_Work task_.
Scan the material for the word "None", then return every line where it appears.

*** Opening of Supplied records ***

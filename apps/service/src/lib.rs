//! Concurrent HTTP health checker.
//!
//! Every configured endpoint gets its own check loop; results are folded into
//! a per-endpoint statistics record and summarized by a periodic reporter.
//! All loops share a single cancellation token and are drained before
//! [`orchestrator::Engine::run`] returns.

pub mod config;
pub mod monitoring;
pub mod orchestrator;
pub mod validation;

pub use config::{Config, ConfigError};
pub use orchestrator::{Engine, EngineError, EngineSettings};
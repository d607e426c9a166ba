use std::env::var;
use std::io;

use tracing::{level_filters::LevelFilter, warn};
use tracing_subscriber::{Layer, filter::EnvFilter, layer::SubscriberExt, util::SubscriberInitExt};

pub use tracing::level_filters::LevelFilter as Level;

/// Initialize the global subscriber, writing every line to stderr.
///
/// `RUST_LOG` overrides `level`; `RUST_LOG_FORMAT=json` switches to JSON lines.
pub fn init_with_level(level: LevelFilter) {
    let env_filter = EnvFilter::builder().with_default_directive(level.into()).from_env_lossy();

    let log_format = var("RUST_LOG_FORMAT").unwrap_or_default();

    let log_layer = match log_format.as_str() {
        "json" => tracing_subscriber::fmt::layer()
            .json()
            .with_writer(io::stderr)
            .with_filter(env_filter)
            .boxed(),
        _ => tracing_subscriber::fmt::layer()
            .compact()
            .with_target(false)
            .with_writer(io::stderr)
            .with_filter(env_filter)
            .boxed(),
    };

    if tracing_subscriber::registry().with(log_layer).try_init().is_err() {
        warn!("Global tracing subscriber already installed, keeping the existing one");
    }
}
use crate::error::TranscribeError;
use crate::speech::DecodingConfig;
use chrono::{DateTime, Utc};
use std::collections::HashMap;
use std::sync::Arc;
use std::time::Duration;
use tokio::sync::RwLock;

/// One in-progress chunked upload.
#[derive(Debug, Clone)]
pub struct UploadSession {
    /// Slot `i` holds the payload for chunk index `i`, `None` until
    /// received. The length is fixed at creation and never resized.
    pub chunks: Vec<Option<String>>,

    /// Decoding configuration, recorded when the client finalizes.
    pub decoding_config: Option<DecodingConfig>,

    /// Refreshed on every chunk write; consulted only by the sweeper.
    pub last_touched: DateTime<Utc>,
}

impl UploadSession {
    fn new(total_chunks: usize, now: DateTime<Utc>) -> Self {
        Self {
            chunks: vec![None; total_chunks],
            decoding_config: None,
            last_touched: now,
        }
    }

    /// Whether every chunk slot has been filled. Always recomputed from
    /// the slots, never cached.
    pub fn is_complete(&self) -> bool {
        self.chunks.iter().all(Option::is_some)
    }

    /// Concatenation of the filled slots in index order.
    pub fn assembled_payload(&self) -> String {
        self.chunks.iter().flatten().map(String::as_str).collect()
    }
}

/// In-memory store for chunked upload sessions.
///
/// The store is the only owner of live session state: ingestion,
/// finalize and the expiry sweeper all reach sessions through it by id,
/// and every operation completes its mutation inside a single lock
/// acquisition with no await point, so interleaved requests never
/// observe a half-written session.
#[derive(Clone)]
pub struct SessionStore {
    sessions: Arc<RwLock<HashMap<String, UploadSession>>>,
}

impl SessionStore {
    pub fn new() -> Self {
        Self {
            sessions: Arc::new(RwLock::new(HashMap::new())),
        }
    }

    /// Create the session if it does not exist yet.
    ///
    /// A second creation under the same id reuses the existing session;
    /// the slot count stays whatever the first declaration fixed.
    pub async fn ensure(&self, session_id: &str, total_chunks: usize) -> Result<(), TranscribeError> {
        if total_chunks == 0 {
            return Err(TranscribeError::InvalidRequest(
                "totalChunks must be greater than zero".to_string(),
            ));
        }

        let mut sessions = self.sessions.write().await;
        sessions
            .entry(session_id.to_string())
            .or_insert_with(|| UploadSession::new(total_chunks, Utc::now()));

        Ok(())
    }

    /// Write one chunk, creating the session on first contact.
    ///
    /// Re-sending an index overwrites its slot, so client retries are
    /// idempotent. Returns whether the session is now complete. A
    /// failed write creates and mutates nothing.
    pub async fn put_chunk(
        &self,
        session_id: &str,
        chunk_index: usize,
        total_chunks: usize,
        data: String,
    ) -> Result<bool, TranscribeError> {
        if total_chunks == 0 {
            return Err(TranscribeError::InvalidRequest(
                "totalChunks must be greater than zero".to_string(),
            ));
        }

        let now = Utc::now();
        let mut sessions = self.sessions.write().await;

        if !sessions.contains_key(session_id) && chunk_index >= total_chunks {
            return Err(out_of_range(chunk_index, total_chunks));
        }

        let session = sessions
            .entry(session_id.to_string())
            .or_insert_with(|| UploadSession::new(total_chunks, now));

        if chunk_index >= session.chunks.len() {
            return Err(out_of_range(chunk_index, session.chunks.len()));
        }

        session.chunks[chunk_index] = Some(data);
        session.last_touched = now;

        Ok(session.is_complete())
    }

    /// Snapshot of a session, if present. The live value never leaves
    /// the store.
    pub async fn get(&self, session_id: &str) -> Option<UploadSession> {
        self.sessions.read().await.get(session_id).cloned()
    }

    /// Remove a session. Removing an absent id is a no-op.
    pub async fn delete(&self, session_id: &str) {
        self.sessions.write().await.remove(session_id);
    }

    /// Refresh a session's idle timer.
    pub async fn touch(&self, session_id: &str) {
        if let Some(session) = self.sessions.write().await.get_mut(session_id) {
            session.last_touched = Utc::now();
        }
    }

    /// Record the decoding configuration and return the index-ordered
    /// concatenation of the received chunks.
    ///
    /// The session stays in the store; callers delete it once the rest
    /// of validation has succeeded.
    pub async fn assemble(
        &self,
        session_id: &str,
        config: &DecodingConfig,
    ) -> Result<String, TranscribeError> {
        let mut sessions = self.sessions.write().await;

        let session = sessions
            .get_mut(session_id)
            .ok_or_else(|| TranscribeError::SessionNotFound {
                session_id: session_id.to_string(),
            })?;

        session.decoding_config = Some(config.clone());

        let payload = session.assembled_payload();
        if payload.is_empty() {
            return Err(TranscribeError::IncompleteUpload {
                session_id: session_id.to_string(),
            });
        }

        Ok(payload)
    }

    /// Evict every session idle for longer than `ttl`, returning how
    /// many were removed. `now` is passed in so callers control the
    /// clock.
    pub async fn sweep_expired(&self, ttl: Duration, now: DateTime<Utc>) -> usize {
        let mut sessions = self.sessions.write().await;
        let before = sessions.len();

        sessions.retain(|_, session| {
            now.signed_duration_since(session.last_touched)
                .to_std()
                .map_or(true, |idle| idle <= ttl)
        });

        before - sessions.len()
    }

    pub async fn contains(&self, session_id: &str) -> bool {
        self.sessions.read().await.contains_key(session_id)
    }

    pub async fn len(&self) -> usize {
        self.sessions.read().await.len()
    }

    pub async fn is_empty(&self) -> bool {
        self.sessions.read().await.is_empty()
    }
}

impl Default for SessionStore {
    fn default() -> Self {
        Self::new()
    }
}

fn out_of_range(chunk_index: usize, total_chunks: usize) -> TranscribeError {
    TranscribeError::InvalidRequest(format!(
        "chunkIndex {} out of range for a session with {} chunks",
        chunk_index, total_chunks
    ))
}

*** Close of Supplied records ***

_Written answer_.
    /// Slot `i` holds the payload for chunk index `i`, `None` until
            chunks: vec![None; total_chunks],
            decoding_config: None,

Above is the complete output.